# Caring for a blind betta



## Phaydra (Nov 20, 2012)

I have introduced Big Red my 3 year old crown tail. I have never mentioned Big Red is also blind. I acquired him from a friend that was moving a year and a half ago. He was a Walmart rescue and was partially blind when she got him. In the past 3 months he has got totally blind. He knows his tank well enough now but when clean extra care must be taken as not change his tanks configuration. I have the bottom of his tank laid out with different color gravel to indicate where each piece of decor goes. 

The biggest challenge with a blind Betta is feeding. He can not see my finger well enough to take food anymore so we has to switch to using tweezers to make sure his food makes it to his mouth. He is the only fish I have ever owned that I recommend tapping on his tank. It does not frighten him and we do it to let him know we are there. He will follow the tank wall around till he bumps into a finger. Then wait open mouthed till he feels the tip of the tweezers on his lip and bits down. I invested in an expensive pair of surgical stainless steel tweezers 6 months ago when I noticed he seem to be having more trouble finding the tank sides. 

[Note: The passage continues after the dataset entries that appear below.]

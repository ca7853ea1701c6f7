use crate::core::errors::{Error, Result};
use crate::models::file_entry::{DirectoryEntry, FileKind};
use std::ffi::{OsStr, OsString};
use std::fs;
use std::path::{Path, PathBuf};

/// Lists the immediate children of `dir`, sorted by raw name.
///
/// The order is ordinal over the platform's encoded name (bytes on Unix),
/// never case-folded or locale-aware, so repeated runs print identically.
/// Directory detection follows symlinks; an entry whose metadata cannot be
/// read is classified as a file.
pub fn list_dir_sorted(dir: &Path) -> Result<Vec<DirectoryEntry>> {
    let access = |source| Error::Access {
        path: dir.to_path_buf(),
        source,
    };

    // Collect names and paths first (cheap), then sort before touching metadata.
    let mut names: Vec<(OsString, PathBuf)> = Vec::new();
    for entry in fs::read_dir(dir).map_err(access)? {
        let entry = entry.map_err(access)?;
        names.push((entry.file_name(), entry.path()));
    }
    names.sort_by(|a, b| a.0.cmp(&b.0));

    let entries = names
        .into_iter()
        .map(|(name, path)| {
            let kind = match fs::metadata(&path) {
                Ok(md) if md.is_dir() => FileKind::Dir,
                Ok(_) => FileKind::File,
                Err(err) => {
                    tracing::trace!("metadata unavailable for {}: {}", path.display(), err);
                    FileKind::File
                }
            };
            DirectoryEntry {
                name: os_str_to_string(name),
                path,
                kind,
            }
        })
        .collect();

    Ok(entries)
}

fn os_str_to_string(s: impl AsRef<OsStr>) -> String {
    s.as_ref().to_string_lossy().into_owned()
}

Big Red is still going strong though and I hope to have him with me for another 2+ years


----------



## bryzy (Nov 3, 2012)

Wow… that's so amazing that he is still alive. That's an example of walmarts care. It's amazing how some beautiful bettas can be left to rot there.


----------



## Catfish Billy (Jun 27, 2012)

It's so good of you to keep a disabled betta! :yourock: I hope he carries on doing well!


----------



## bryzy (Nov 3, 2012)

Yup! People have a tendencie to get rid of wounded or disabled pets/fish/betas. With a little TLC, and some time, they can be as good as new. Keep up the good work!


----------



## Phaydra (Nov 20, 2012)

He's my tough little cookie. Once we figured out he couldn't see to eat anymore we spend a week teaching him how to eat from the tweezers. I was scared I would lose him then to starvation if he didn't catch on to the idea. He did though and spends most of his days cruising around the edges of the tank.


----------



## bryzy (Nov 3, 2012)

If u can, I would personally like to c a picture of his eyes… I've never known what a blind bettas eyes look like.


----------



## Phaydra (Nov 20, 2012)

Best I can do with him atm. He can still see a flash and no flash is too dark. He's eyes have a cloudy look to them almost like cloudy eye which I tried treating him for thinking it could be fixed. I'll look through my albums later I believe I have one clear picture somewhere of his eyes.


----------



## bryzy (Nov 3, 2012)

That looks… very weird. At first I thought Red had cloudy eye or popeye. Then u starting talking about the foods so yah.


----------



## Phaydra (Nov 20, 2012)

Yeah I tried every suggest I found to fix his eyes. It's peramant unless there is something out there I don't know about yet. He seems happy though. Since most of our interaction is through touch now I think I've gotten more attached to him. Red just very special.


----------



## bryzy (Nov 3, 2012)

Ok! Best of luck!


----------